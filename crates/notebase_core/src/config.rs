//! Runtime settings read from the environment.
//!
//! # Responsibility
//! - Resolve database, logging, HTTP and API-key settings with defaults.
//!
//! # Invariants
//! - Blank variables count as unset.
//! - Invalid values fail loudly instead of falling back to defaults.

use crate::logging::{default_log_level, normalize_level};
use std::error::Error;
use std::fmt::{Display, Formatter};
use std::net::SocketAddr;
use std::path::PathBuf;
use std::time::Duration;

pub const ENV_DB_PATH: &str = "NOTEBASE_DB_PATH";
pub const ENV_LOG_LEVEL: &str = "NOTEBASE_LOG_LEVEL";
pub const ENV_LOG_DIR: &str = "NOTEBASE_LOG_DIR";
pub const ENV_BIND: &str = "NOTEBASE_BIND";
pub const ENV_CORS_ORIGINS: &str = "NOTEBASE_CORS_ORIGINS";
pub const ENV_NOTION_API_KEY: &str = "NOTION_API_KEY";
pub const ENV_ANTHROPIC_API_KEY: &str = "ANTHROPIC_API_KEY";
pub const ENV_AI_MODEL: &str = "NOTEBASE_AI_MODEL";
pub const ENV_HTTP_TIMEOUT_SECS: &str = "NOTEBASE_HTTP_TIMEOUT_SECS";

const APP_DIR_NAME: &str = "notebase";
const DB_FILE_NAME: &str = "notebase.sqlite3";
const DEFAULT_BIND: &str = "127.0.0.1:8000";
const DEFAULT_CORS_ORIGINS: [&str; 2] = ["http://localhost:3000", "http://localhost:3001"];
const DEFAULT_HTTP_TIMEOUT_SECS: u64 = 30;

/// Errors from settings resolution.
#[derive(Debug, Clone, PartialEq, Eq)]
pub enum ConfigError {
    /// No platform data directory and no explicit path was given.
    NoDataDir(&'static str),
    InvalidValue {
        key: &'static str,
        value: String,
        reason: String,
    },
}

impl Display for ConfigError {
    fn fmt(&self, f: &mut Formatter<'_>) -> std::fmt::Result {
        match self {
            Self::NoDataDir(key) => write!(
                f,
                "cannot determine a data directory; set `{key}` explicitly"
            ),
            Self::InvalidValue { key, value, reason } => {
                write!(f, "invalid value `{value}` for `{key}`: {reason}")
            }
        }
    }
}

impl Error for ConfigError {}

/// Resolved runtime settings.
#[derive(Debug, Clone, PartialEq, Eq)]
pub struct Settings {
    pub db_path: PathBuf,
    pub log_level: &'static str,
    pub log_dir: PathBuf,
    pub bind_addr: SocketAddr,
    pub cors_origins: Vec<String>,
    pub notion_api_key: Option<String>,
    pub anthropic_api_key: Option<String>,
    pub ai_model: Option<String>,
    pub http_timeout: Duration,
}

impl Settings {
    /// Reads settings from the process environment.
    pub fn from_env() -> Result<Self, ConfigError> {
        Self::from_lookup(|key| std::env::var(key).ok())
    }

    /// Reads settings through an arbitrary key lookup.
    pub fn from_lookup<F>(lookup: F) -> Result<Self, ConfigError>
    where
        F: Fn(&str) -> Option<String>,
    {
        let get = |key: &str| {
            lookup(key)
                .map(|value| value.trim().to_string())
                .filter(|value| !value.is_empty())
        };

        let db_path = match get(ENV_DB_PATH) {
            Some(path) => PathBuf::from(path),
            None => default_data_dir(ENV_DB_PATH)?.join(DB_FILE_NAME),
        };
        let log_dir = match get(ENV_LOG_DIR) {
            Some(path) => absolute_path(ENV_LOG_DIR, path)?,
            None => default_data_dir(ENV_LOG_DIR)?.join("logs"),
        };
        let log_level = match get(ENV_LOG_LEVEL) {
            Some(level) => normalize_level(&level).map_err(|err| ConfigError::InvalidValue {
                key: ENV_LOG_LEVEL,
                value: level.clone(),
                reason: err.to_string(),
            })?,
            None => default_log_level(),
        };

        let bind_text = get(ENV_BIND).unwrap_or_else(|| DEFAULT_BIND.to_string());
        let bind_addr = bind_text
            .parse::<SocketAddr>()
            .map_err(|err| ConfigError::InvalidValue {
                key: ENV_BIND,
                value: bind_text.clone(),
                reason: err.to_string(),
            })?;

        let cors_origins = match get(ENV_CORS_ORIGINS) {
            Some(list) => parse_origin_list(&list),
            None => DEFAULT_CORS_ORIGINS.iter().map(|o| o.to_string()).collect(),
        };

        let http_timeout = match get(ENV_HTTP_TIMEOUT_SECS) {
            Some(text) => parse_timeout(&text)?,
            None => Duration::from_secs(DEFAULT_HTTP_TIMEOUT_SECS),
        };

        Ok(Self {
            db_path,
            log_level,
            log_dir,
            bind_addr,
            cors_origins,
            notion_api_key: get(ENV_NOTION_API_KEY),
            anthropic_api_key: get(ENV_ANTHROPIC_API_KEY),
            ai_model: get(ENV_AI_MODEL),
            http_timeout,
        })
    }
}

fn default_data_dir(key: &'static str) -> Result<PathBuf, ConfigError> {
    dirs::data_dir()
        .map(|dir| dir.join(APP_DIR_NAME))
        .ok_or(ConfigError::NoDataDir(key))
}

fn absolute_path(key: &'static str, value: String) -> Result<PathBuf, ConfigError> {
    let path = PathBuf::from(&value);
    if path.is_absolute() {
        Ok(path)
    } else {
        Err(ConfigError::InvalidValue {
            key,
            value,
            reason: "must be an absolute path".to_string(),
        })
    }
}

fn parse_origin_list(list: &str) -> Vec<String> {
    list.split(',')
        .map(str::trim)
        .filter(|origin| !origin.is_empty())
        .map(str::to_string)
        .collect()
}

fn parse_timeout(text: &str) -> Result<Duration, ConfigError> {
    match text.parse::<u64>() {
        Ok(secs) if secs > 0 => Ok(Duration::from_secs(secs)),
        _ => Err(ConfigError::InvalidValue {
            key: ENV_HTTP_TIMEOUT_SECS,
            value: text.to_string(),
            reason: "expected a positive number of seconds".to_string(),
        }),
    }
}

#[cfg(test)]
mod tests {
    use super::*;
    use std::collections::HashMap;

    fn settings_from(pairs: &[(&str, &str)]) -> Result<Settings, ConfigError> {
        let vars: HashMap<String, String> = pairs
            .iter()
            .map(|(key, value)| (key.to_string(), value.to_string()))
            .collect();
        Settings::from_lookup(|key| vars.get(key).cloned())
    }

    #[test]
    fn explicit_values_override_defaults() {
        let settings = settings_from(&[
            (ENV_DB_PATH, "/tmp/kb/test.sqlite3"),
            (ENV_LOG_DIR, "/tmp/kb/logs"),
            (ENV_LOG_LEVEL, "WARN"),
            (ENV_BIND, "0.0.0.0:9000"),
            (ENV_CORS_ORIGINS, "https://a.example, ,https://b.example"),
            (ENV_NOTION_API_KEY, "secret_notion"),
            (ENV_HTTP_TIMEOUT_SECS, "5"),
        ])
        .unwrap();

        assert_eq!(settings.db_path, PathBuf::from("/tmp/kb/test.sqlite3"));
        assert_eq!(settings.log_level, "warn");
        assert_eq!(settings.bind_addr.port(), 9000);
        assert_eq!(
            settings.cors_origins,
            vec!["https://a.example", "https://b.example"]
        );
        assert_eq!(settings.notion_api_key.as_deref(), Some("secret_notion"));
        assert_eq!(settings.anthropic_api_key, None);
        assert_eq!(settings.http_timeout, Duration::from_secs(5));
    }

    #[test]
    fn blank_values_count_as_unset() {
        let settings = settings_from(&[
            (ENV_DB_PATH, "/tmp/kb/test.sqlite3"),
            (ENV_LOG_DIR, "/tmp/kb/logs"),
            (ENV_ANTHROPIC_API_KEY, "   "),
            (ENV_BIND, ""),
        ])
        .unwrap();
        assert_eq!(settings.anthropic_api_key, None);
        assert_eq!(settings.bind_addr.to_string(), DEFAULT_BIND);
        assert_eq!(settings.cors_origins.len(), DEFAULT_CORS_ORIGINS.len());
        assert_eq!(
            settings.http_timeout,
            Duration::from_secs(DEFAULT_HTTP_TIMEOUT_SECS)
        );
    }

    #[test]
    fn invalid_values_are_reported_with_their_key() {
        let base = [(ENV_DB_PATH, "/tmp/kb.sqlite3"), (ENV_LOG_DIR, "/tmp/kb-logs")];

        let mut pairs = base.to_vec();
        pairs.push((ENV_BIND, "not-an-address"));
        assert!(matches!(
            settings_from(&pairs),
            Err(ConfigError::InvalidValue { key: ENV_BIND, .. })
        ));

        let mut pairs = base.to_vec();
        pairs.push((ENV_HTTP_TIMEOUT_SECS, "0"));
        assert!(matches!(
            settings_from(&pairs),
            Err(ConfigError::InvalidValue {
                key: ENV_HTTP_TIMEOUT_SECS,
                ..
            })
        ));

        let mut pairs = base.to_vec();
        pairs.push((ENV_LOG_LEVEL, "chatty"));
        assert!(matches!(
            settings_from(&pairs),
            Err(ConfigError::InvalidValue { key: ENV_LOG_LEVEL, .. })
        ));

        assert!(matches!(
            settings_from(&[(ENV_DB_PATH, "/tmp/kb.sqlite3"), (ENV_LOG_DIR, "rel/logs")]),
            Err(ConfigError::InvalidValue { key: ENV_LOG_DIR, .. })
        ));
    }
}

• • • • • • •

> _EXERCISE DETAILS_: Your response should hold the lines from the first line of the entries above through the line with "use std::path::PathBuf;", each retyped exactly, and nothing else.

> _RESPONSE BOX_:
filename crates/notebase_core/src/config.rs
//! Runtime settings read from the environment.
//!
//! # Responsibility
//! - Resolve database, logging, HTTP and API-key settings with defaults.
//!
//! # Invariants
//! - Blank variables count as unset.
//! - Invalid values fail loudly instead of falling back to defaults.

use crate::logging::{default_log_level, normalize_level};
use std::error::Error;
use std::fmt::{Display, Formatter};
use std::net::SocketAddr;
use std::path::PathBuf;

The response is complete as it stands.